Tradutor, com Helena Lopes Braga, do livro “Manifesto Contrassexual”, Pedro Feijó parece concordar com as teses defendidas por Paul B. Preciado, filósofo espanhol, nascido biologicamente mulher há 46 anos. Para este autor, “o sexo não é a base fixa do género: é preciso olhar o corpo e vê-lo como construído; aí poderemos encontrar novos espaços de resistência”. E inspirado em autores como Karl Marx ou Michel Foucault, defende a instauração de um movimento de contestação: “A contrassexualidade é também uma teoria do corpo que se situa fora das oposições homem/mulher, masculino/feminino, heterossexualidade/homossexualidade.” De tal forma que, quando um corpo se apresenta ambíguo e indefinido, terá de ser normalizado sob pena de criar um desequilíbrio social.

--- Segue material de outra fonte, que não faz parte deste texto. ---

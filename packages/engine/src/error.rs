//! HTTP error envelope and the §7 error taxonomy.

use axum::http::StatusCode;
use axum::response::{IntoResponse, Response};
use axum::Json;
use serde::Serialize;

/// The error surfaced to an HTTP caller, carrying the `{error, code}` envelope.
#[derive(Debug, thiserror::Error)]
pub enum ApiError {
    #[error("{0}")]
    Validation(String),

    #[error("{0}")]
    InvalidState(String),

    #[error("no file provided")]
    MissingFile,

    #[error("file exceeds the 10 MiB upload limit")]
    FileTooLarge,

    #[error("missing or invalid credential")]
    Unauthorized,

    #[error("credential lacks required scope")]
    Forbidden,

    #[error("resource not found")]
    NotFound,

    #[error("{0}")]
    Duplicate(String),

    #[error("rate limit exceeded")]
    RateLimited {
        retry_after_secs: u64,
        limit: u32,
        remaining: u32,
    },

    #[error("object store rejected the upload: {0}")]
    UploadError(String),

    #[error("internal error: {0}")]
    Internal(String),
}

#[derive(Serialize)]
struct ErrorBody {
    error: String,
    code: &'static str,
}

impl ApiError {
    fn code(&self) -> &'static str {
        match self {
            ApiError::Validation(_) => "VALIDATION_ERROR",
            ApiError::InvalidState(_) => "INVALID_STATE",
            ApiError::MissingFile => "MISSING_FILE",
            ApiError::FileTooLarge => "FILE_TOO_LARGE",
            ApiError::Unauthorized => "UNAUTHORIZED",
            ApiError::Forbidden => "FORBIDDEN",
            ApiError::NotFound => "NOT_FOUND",
            ApiError::Duplicate(_) => "DUPLICATE",
            ApiError::RateLimited { .. } => "RATE_LIMITED",
            ApiError::UploadError(_) => "UPLOAD_ERROR",
            ApiError::Internal(_) => "INTERNAL_ERROR",
        }
    }

    fn status(&self) -> StatusCode {
        match self {
            ApiError::Validation(_)
            | ApiError::InvalidState(_)
            | ApiError::MissingFile
            | ApiError::FileTooLarge => StatusCode::BAD_REQUEST,
            ApiError::Unauthorized => StatusCode::UNAUTHORIZED,
            ApiError::Forbidden => StatusCode::FORBIDDEN,
            ApiError::NotFound => StatusCode::NOT_FOUND,
            ApiError::Duplicate(_) => StatusCode::CONFLICT,
            ApiError::RateLimited { .. } => StatusCode::TOO_MANY_REQUESTS,
            ApiError::UploadError(_) | ApiError::Internal(_) => StatusCode::INTERNAL_SERVER_ERROR,
        }
    }
}

impl IntoResponse for ApiError {
    fn into_response(self) -> Response {
        let status = self.status();
        let code = self.code();

        if let ApiError::Internal(ref msg) = self {
            tracing::error!(error = %msg, "internal error");
        }

        let mut response = (
            status,
            Json(ErrorBody {
                error: self.to_string(),
                code,
            }),
        )
            .into_response();

        if let ApiError::RateLimited {
            retry_after_secs,
            limit,
            remaining,
        } = self
        {
            let headers = response.headers_mut();
            headers.insert("Retry-After", retry_after_secs.into());
            headers.insert("X-RateLimit-Limit", limit.into());
            headers.insert("X-RateLimit-Remaining", remaining.into());
        }

        response
    }
}

impl From<sqlx::Error> for ApiError {
    fn from(err: sqlx::Error) -> Self {
        ApiError::Internal(err.to_string())
    }
}

impl From<crate::kernel::queue::QueueError> for ApiError {
    fn from(err: crate::kernel::queue::QueueError) -> Self {
        match err {
            crate::kernel::queue::QueueError::NotFound => ApiError::NotFound,
            crate::kernel::queue::QueueError::InvalidTransition => {
                ApiError::InvalidState("invalid job status transition".into())
            }
            crate::kernel::queue::QueueError::Db(e) => ApiError::Internal(e.to_string()),
        }
    }
}

impl From<crate::kernel::agents::AgentError> for ApiError {
    fn from(err: crate::kernel::agents::AgentError) -> Self {
        match err {
            crate::kernel::agents::AgentError::Duplicate => {
                ApiError::Duplicate("agent package_name already registered".into())
            }
            crate::kernel::agents::AgentError::Db(e) => ApiError::Internal(e.to_string()),
        }
    }
}

pub type ApiResult<T> = Result<T, ApiError>;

Porque as diferenças sexuais e a chamada verdade anatómica ou biológica apenas visam legitimar a organização política e perpetuar as relações de poder.
Eve Segdwick — a única autora citada explicitamente por Pedro Feijó no seu texto memorialístico nos Mariconcitos — é considerada a grande teórica da “saída do armário”. Para esta autora, cada sociedade define o que é sexual ou não e os próprios limites de aceitação ou rejeição de certas relações, a partir da sua estrutura de poder. Já se passaram 68 anos desde que o mundo ocidental ficou escandalizado quando Simone de Beauvoir assumiu no seu livro “O Segundo Sexo” que “ninguém nasce mulher: torna-se mulher”. A autora explicou que “nenhum destino biológico, psíquico, económico define a forma que a fêmea humana assume no seio da sociedade; é o conjunto da civilização que elabora esse produto intermediário entre o macho e o castrado que qualificam de feminino”. A sociedade mudou, e vai continuar a mudar, acompanhando, algumas vezes mais de perto, outras com maior incredulidade, o que investigadores e escritores trazem de novo, e revelando-lhes novidades que nem o mais ousado criador pensara.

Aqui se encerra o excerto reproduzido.